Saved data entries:

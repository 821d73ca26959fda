//! 从宿主事件载荷中提取可读文本
//!
//! 载荷结构不受本模块控制，所有提取函数对缺失或畸形字段都返回空字符串。

use crate::text::normalize;
use serde_json::Value;

/// 提取 assistant 消息中所有 `text` 块的内容，按顺序用空格连接
pub fn extract_assistant_text(message: &Value) -> String {
    if message.get("role").and_then(|r| r.as_str()) != Some("assistant") {
        return String::new();
    }
    let Some(blocks) = message.get("content").and_then(|c| c.as_array()) else {
        return String::new();
    };

    let parts: Vec<String> = blocks
        .iter()
        .filter(|block| block.get("type").and_then(|t| t.as_str()) == Some("text"))
        .filter_map(|block| block.get("text").and_then(|t| t.as_str()))
        .map(normalize)
        .filter(|text| !text.is_empty())
        .collect();

    normalize(&parts.join(" "))
}

/// 提取 ask 工具输入中的第一个问题（`question`，缺失时退回 `header`）
pub fn extract_ask_question(input: &Value) -> String {
    let Some(first) = input
        .get("questions")
        .and_then(|q| q.as_array())
        .and_then(|q| q.first())
    else {
        return String::new();
    };

    let picked = [first.get("question"), first.get("header")]
        .into_iter()
        .flatten()
        .find(|v| is_truthy(v));
    match picked {
        Some(Value::String(s)) => normalize(s),
        Some(v @ (Value::Number(_) | Value::Bool(_))) => v.to_string(),
        _ => String::new(),
    }
}

/// 从 LLM API 响应中提取文本
///
/// 优先级：`output_text` > `output[].content[].text` > `choices[].message.content`
pub fn extract_response_text(payload: &Value) -> String {
    if let Some(text) = non_blank_str(payload.get("output_text")) {
        return normalize(text);
    }

    if let Some(items) = payload.get("output").and_then(|o| o.as_array()) {
        let found = items
            .iter()
            .filter_map(|item| item.get("content").and_then(|c| c.as_array()))
            .flatten()
            .find_map(|part| non_blank_str(part.get("text")));
        if let Some(text) = found {
            return normalize(text);
        }
    }

    if let Some(choices) = payload.get("choices").and_then(|c| c.as_array()) {
        let found = choices.iter().find_map(|choice| {
            non_blank_str(choice.get("message").and_then(|m| m.get("content")))
        });
        if let Some(text) = found {
            return normalize(text);
        }
    }

    String::new()
}

/// `question` 只要是非空值就优先，即使全是空白
fn is_truthy(value: &Value) -> bool {
    match value {
        Value::Null => false,
        Value::Bool(b) => *b,
        Value::Number(n) => n.as_f64().map_or(true, |f| f != 0.0),
        Value::String(s) => !s.is_empty(),
        Value::Array(_) | Value::Object(_) => true,
    }
}

fn non_blank_str(value: Option<&Value>) -> Option<&str> {
    value
        .and_then(|v| v.as_str())
        .filter(|s| !s.trim().is_empty())
}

- [DESCRIPTION OF THE TASK]: Copy the lines from the entries above in which the word "parts" appears.

- [ANSWER TO THE PROBLEM]:
    let parts: Vec<String> = blocks
    normalize(&parts.join(" "))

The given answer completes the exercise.